Ionic immune suppression within the tumour microenvironment limits T cell effector function. Mus musculus

Tumours progress despite being infiltrated by effector T cells. Tumour necrosis is associated with poor survival in a variety of cancers. Here, we report that that necrosis causes release of an intracellular ion, potassium, into the extracellular fluid of human and mouse tumours. Surprisingly, elevated extracellular potassium ([K+]e) was sufficient to profoundly suppress mouse and human T cell anti-tumour function. Elevations in [K+]e acted to acutely impair T cell receptor (TCR) dependent Akt-mTOR phosphorylation and effector function. Potassium mediated suppression of Akt-mTOR signalling and T cell effector function required intact activity of PP2A, a serine/threonine phosphatase. The suppressive effect mediated by elevated [K+]e required a T cell-intrinsic increase in intracellular potassium ([K+]i) and was independent of changes in plasma membrane potential (Vm). Finally, ionic reprogramming of tumour-specific T cells via over-expression of the voltage-gated potassium channel Kv1.3 lowered [K+]i and improved effector functions in vitro and in vivo, with this gain of function being dependent on intact channel function. Consequently, Kv1.3 T cell expression enhanced tumour clearance and the survival of melanoma-bearing mice. These results uncover a previously undescribed ionic checkpoint against T cell function within tumours and identify new strategies for cancer immunotherapy. Overall design: RNA expression was measured by RNA-Seq on day 5 of cultures, maintained in individual biologial triplicates which were stimulated with immobilized anti-CD3/28 antibodies or kept in complete media (no stim) - with equivalent conditions treated with isotonic media containing elevated potassium.

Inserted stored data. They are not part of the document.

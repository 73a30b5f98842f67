//! # Print Configuration
//!
//! [`PrintParameters`] is the fully resolved description of one print: what
//! to print, where to send it and how to render it. Both the CLI and
//! [`crate::options::RawOptions`] produce one.

use std::path::PathBuf;
use std::time::Duration;

use crate::render::PrepareOptions;
use crate::transport::{DEFAULT_CHUNK_SIZE, DEFAULT_LINE_SLEEP, Pacing, serial::DEFAULT_BAUD};

/// Default printable width in dots (58 mm paper at 203 dpi).
pub const DEFAULT_TARGET_WIDTH: u32 = 384;

/// Default linear contrast applied before binarization.
pub const DEFAULT_CONTRAST: f32 = 1.3;

/// Default threshold for non-dithered output.
pub const DEFAULT_THRESHOLD: u8 = 128;

/// Everything [`crate::job::run`] needs.
#[derive(Debug, Clone, PartialEq)]
pub struct PrintParameters {
    /// Source image
    pub image: PathBuf,
    /// Serial device; only optional when `dry_run` is set
    pub device: Option<String>,
    /// Output width in dots
    pub target_width: u32,
    pub baud: u32,
    pub autorotate: bool,
    /// Cancel and reset the printer before the job
    pub pre_cancel: bool,
    /// Swap black and white in the transmitted data
    pub invert: bool,
    pub dither: bool,
    pub threshold: u8,
    pub contrast: f32,
    pub gamma: f32,
    pub chunk_size: usize,
    pub line_sleep: Duration,
    /// Print at most this many rows; `None` or `Some(0)` prints everything
    pub row_limit: Option<u32>,
    pub preview: Option<PathBuf>,
    /// Write the job stream here instead of printing
    pub dry_run: Option<PathBuf>,
}

impl Default for PrintParameters {
    fn default() -> Self {
        Self {
            image: PathBuf::new(),
            device: None,
            target_width: DEFAULT_TARGET_WIDTH,
            baud: DEFAULT_BAUD,
            autorotate: true,
            pre_cancel: false,
            invert: false,
            dither: true,
            threshold: DEFAULT_THRESHOLD,
            contrast: DEFAULT_CONTRAST,
            gamma: 1.0,
            chunk_size: DEFAULT_CHUNK_SIZE,
            line_sleep: DEFAULT_LINE_SLEEP,
            row_limit: None,
            preview: None,
            dry_run: None,
        }
    }
}

impl PrintParameters {
    /// Parameters for printing `image` on `device` with everything else default.
    pub fn new(image: impl Into<PathBuf>, device: impl Into<String>) -> Self {
        Self {
            image: image.into(),
            device: Some(device.into()),
            ..Default::default()
        }
    }

    /// The image-preparation subset.
    pub fn prepare_options(&self) -> PrepareOptions {
        PrepareOptions {
            target_width: self.target_width,
            contrast: self.contrast,
            gamma: self.gamma,
            dither: self.dither,
            threshold: self.threshold,
            autorotate: self.autorotate,
            preview: self.preview.clone(),
        }
    }

    /// The transmission pacing subset.
    pub fn pacing(&self) -> Pacing {
        Pacing {
            chunk_size: self.chunk_size,
            line_sleep: self.line_sleep,
        }
    }
}

#[cfg(test)]
mod tests {
    use super::*;

    #[test]
    fn test_defaults() {
        let params = PrintParameters::default();
        assert_eq!(params.baud, 9600);
        assert_eq!(params.target_width, 384);
        assert!(params.autorotate);
        assert!(!params.pre_cancel);
        assert!(!params.invert);
        assert!(params.dither);
        assert_eq!(params.threshold, 128);
        assert_eq!(params.chunk_size, 4096);
        assert_eq!(params.line_sleep, Duration::from_millis(20));
        assert_eq!(params.row_limit, None);
    }

    #[test]
    fn test_prepare_options_projection() {
        let params = PrintParameters {
            target_width: 576,
            dither: false,
            threshold: 90,
            preview: Some(PathBuf::from("/tmp/p.png")),
            ..PrintParameters::new("photo.jpg", "/dev/ttyUSB0")
        };
        let opts = params.prepare_options();
        assert_eq!(opts.target_width, 576);
        assert!(!opts.dither);
        assert_eq!(opts.threshold, 90);
        assert_eq!(opts.contrast, 1.3);
        assert_eq!(opts.preview, Some(PathBuf::from("/tmp/p.png")));
    }

    #[test]
    fn test_pacing_projection() {
        let params = PrintParameters {
            chunk_size: 512,
            line_sleep: Duration::ZERO,
            ..Default::default()
        };
        assert_eq!(
            params.pacing(),
            Pacing {
                chunk_size: 512,
                line_sleep: Duration::ZERO
            }
        );
    }
}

尽管效应T细胞（effector T cell）浸润肿瘤，肿瘤仍可发生进展。肿瘤坏死在多种癌症中均与不良预后密切相关。本研究发现，肿瘤坏死会导致细胞内离子钾离子释放进入人类和小鼠肿瘤的细胞外液。令人意外的是，升高的细胞外钾离子浓度（[K+]e）足以显著抑制小鼠与人类T细胞的抗肿瘤功能。[K+]e升高可急性损伤T细胞受体（T cell receptor, TCR）依赖的Akt-mTOR磷酸化过程及T细胞效应功能。钾离子介导的Akt-mTOR信号通路抑制与T细胞效应功能受损，均依赖于丝氨酸/苏氨酸磷酸酶PP2A的完整活性。升高的[K+]e所介导的抑制作用，需要T细胞内源性的细胞内钾离子浓度（[K+]i）升高，且不依赖于细胞膜电位（Vm）的变化。最后，通过过表达电压门控钾离子通道Kv1.3对肿瘤特异性T细胞进行离子重编程，可降低[K+]i并在体内外改善T细胞的效应功能，这一功能获得效应依赖于该通道的完整功能。因此，Kv1.3在T细胞中的表达可增强肿瘤清除能力并延长黑色素瘤荷瘤小鼠的生存期。本研究揭示了肿瘤微环境中此前未被报道的、针对T细胞功能的离子检查点，并为癌症免疫治疗提供了全新策略。整体实验设计：于培养第5天通过RNA测序（RNA-Seq）检测基因表达水平，所有样本均设置生物学重复三份，分别用固定化抗CD3/28抗体刺激或在完全培养基中培养（无刺激），同时设置等渗高钾培养基处理的平行对照组，各组实验条件保持一致。